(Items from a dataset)
★ ★ ★ ★ ★ ★ ★
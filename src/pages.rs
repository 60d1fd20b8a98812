//! Pages-string parsing and encoding.
//!
//! A pages string is a user's navigation menu in one field:
//!
//! ```text
//! Dashboard,Jurnal>Jurnal=jurnal|Pengaturan Jurnal=jurnal/pengaturan
//! ```
//!
//! Entries are separated by `,`. An entry is either a leaf (`title=page`
//! or a bare `page`) or a group (`label>child|child`) whose children are
//! leaves. Malformed entries are dropped; parsing never fails.

use itertools::Itertools;
use tracing::debug;

use crate::error::AccessError;
use crate::glyphs::{GlyphTable, LEGACY_GLYPHS};
use crate::types::{MenuNode, ParsedPages};

const ENTRY_SEPARATOR: char = ',';
const GROUP_MARKER: char = '>';
const CHILD_SEPARATOR: char = '|';
const ID_MARKER: char = '=';

/// Parse a pages string with the legacy glyph table.
pub fn parse_pages(input: Option<&str>) -> ParsedPages {
    parse_with(&LEGACY_GLYPHS, input)
}

/// Parser with a configurable glyph table.
#[derive(Debug, Clone, Default)]
pub struct PagesParser {
    glyphs: GlyphTable,
}

impl PagesParser {
    pub fn new(glyphs: GlyphTable) -> Self {
        PagesParser { glyphs }
    }

    pub fn glyphs(&self) -> &GlyphTable {
        &self.glyphs
    }

    /// `None` and blank input both yield an empty result.
    pub fn parse(&self, input: Option<&str>) -> ParsedPages {
        parse_with(&self.glyphs, input)
    }
}

fn parse_with(glyphs: &GlyphTable, input: Option<&str>) -> ParsedPages {
    let Some(raw) = input.filter(|s| !s.trim().is_empty()) else {
        return ParsedPages::default();
    };

    let normalized = glyphs.normalize(raw);
    let mut flat: Vec<String> = Vec::new();
    let mut tree: Vec<MenuNode> = Vec::new();

    for token in normalized
        .split(ENTRY_SEPARATOR)
        .map(str::trim)
        .filter(|t| !t.is_empty())
    {
        let node = match token.split_once(GROUP_MARKER) {
            Some((label, children)) => parse_group(label, children).inspect(|group| {
                flat.extend(group.children.iter().map(|c| c.page_id.clone()));
            }),
            None => parse_leaf(token).inspect(|leaf| flat.push(leaf.page_id.clone())),
        };

        match node {
            Some(node) => tree.push(node),
            None => debug!(event = "Pages", phase = "Drop", token = token),
        }
    }

    ParsedPages {
        flat_identifiers: flat.into_iter().unique().collect(),
        tree,
    }
}

/// `title=page` or a bare `page`. Either side of `=` being blank drops it.
fn parse_leaf(token: &str) -> Option<MenuNode> {
    match token.split_once(ID_MARKER) {
        Some((title, page_id)) => {
            let (title, page_id) = (title.trim(), page_id.trim());
            if title.is_empty() || page_id.is_empty() {
                return None;
            }
            Some(MenuNode::leaf(title, page_id))
        }
        None => Some(MenuNode::leaf(token, token)),
    }
}

/// `label>child|child`. Identifiers never contain `>`, so groups do not
/// nest: a child holding a `>` is dropped along with any blank or
/// half-empty `title=page` child.
fn parse_group(label: &str, children: &str) -> Option<MenuNode> {
    let label = label.trim();
    if label.is_empty() {
        return None;
    }

    let children = children
        .split(CHILD_SEPARATOR)
        .map(str::trim)
        .filter(|c| !c.is_empty())
        .filter_map(|child| {
            let leaf = if child.contains(GROUP_MARKER) {
                None
            } else {
                parse_leaf(child)
            };
            if leaf.is_none() {
                debug!(event = "Pages", phase = "Drop", group = label, child = child);
            }
            leaf
        })
        .collect();

    Some(MenuNode::group(label, children))
}

/// Write a menu tree back into a pages string, checked against the legacy
/// glyph table.
///
/// Leaves whose title equals their page id are written bare. A group
/// writes its `title` as the label; its `page_id` is not stored. A group
/// without entries is written as `label>` so it stays a header. Titles
/// and page ids that would not survive a parse are rejected.
pub fn encode_pages(tree: &[MenuNode]) -> Result<String, AccessError> {
    encode_with(&LEGACY_GLYPHS, tree)
}

impl PagesParser {
    /// [`encode_pages`] against this parser's glyph table.
    pub fn encode(&self, tree: &[MenuNode]) -> Result<String, AccessError> {
        encode_with(&self.glyphs, tree)
    }
}

fn encode_with(glyphs: &GlyphTable, tree: &[MenuNode]) -> Result<String, AccessError> {
    let entries = tree
        .iter()
        .map(|node| encode_entry(glyphs, node))
        .collect::<Result<Vec<_>, _>>()?;
    Ok(entries.join(","))
}

fn encode_entry(glyphs: &GlyphTable, node: &MenuNode) -> Result<String, AccessError> {
    if node.is_leaf() {
        return encode_leaf(glyphs, node);
    }

    check_text(
        glyphs,
        &node.title,
        &[ENTRY_SEPARATOR, GROUP_MARKER, CHILD_SEPARATOR],
    )?;
    let children = node
        .children
        .iter()
        .map(|child| {
            if child.is_leaf() {
                encode_leaf(glyphs, child)
            } else {
                Err(AccessError::InvalidFormat(format!(
                    "menu group '{}' is nested inside '{}'",
                    child.title, node.title
                )))
            }
        })
        .collect::<Result<Vec<_>, _>>()?;

    Ok(format!(
        "{}{GROUP_MARKER}{}",
        node.title,
        children.join("|")
    ))
}

fn encode_leaf(glyphs: &GlyphTable, node: &MenuNode) -> Result<String, AccessError> {
    check_text(
        glyphs,
        &node.title,
        &[ENTRY_SEPARATOR, GROUP_MARKER, CHILD_SEPARATOR, ID_MARKER],
    )?;
    check_text(
        glyphs,
        &node.page_id,
        &[ENTRY_SEPARATOR, GROUP_MARKER, CHILD_SEPARATOR],
    )?;

    if node.title == node.page_id {
        Ok(node.title.clone())
    } else {
        Ok(format!("{}{ID_MARKER}{}", node.title, node.page_id))
    }
}

/// Stripped and separator glyphs are rewritten on parse, so they are as
/// reserved as the delimiters.
fn check_text(glyphs: &GlyphTable, text: &str, reserved: &[char]) -> Result<(), AccessError> {
    if text.trim().is_empty() {
        return Err(AccessError::InvalidFormat(
            "menu entry has an empty title or page id".to_string(),
        ));
    }
    if let Some(c) = text.chars().find(|c| {
        reserved.contains(c) || glyphs.stripped().contains(c) || glyphs.separators().contains(c)
    }) {
        return Err(AccessError::InvalidFormat(format!(
            "'{text}' contains the reserved character '{c}'"
        )));
    }
    Ok(())
}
★ ★ ★ ★ ★ ★ ★
WHAT YOU WILL DO: In the data, how many lines include the string "Some"? Reply with only that number.

RESULT BELOW: 8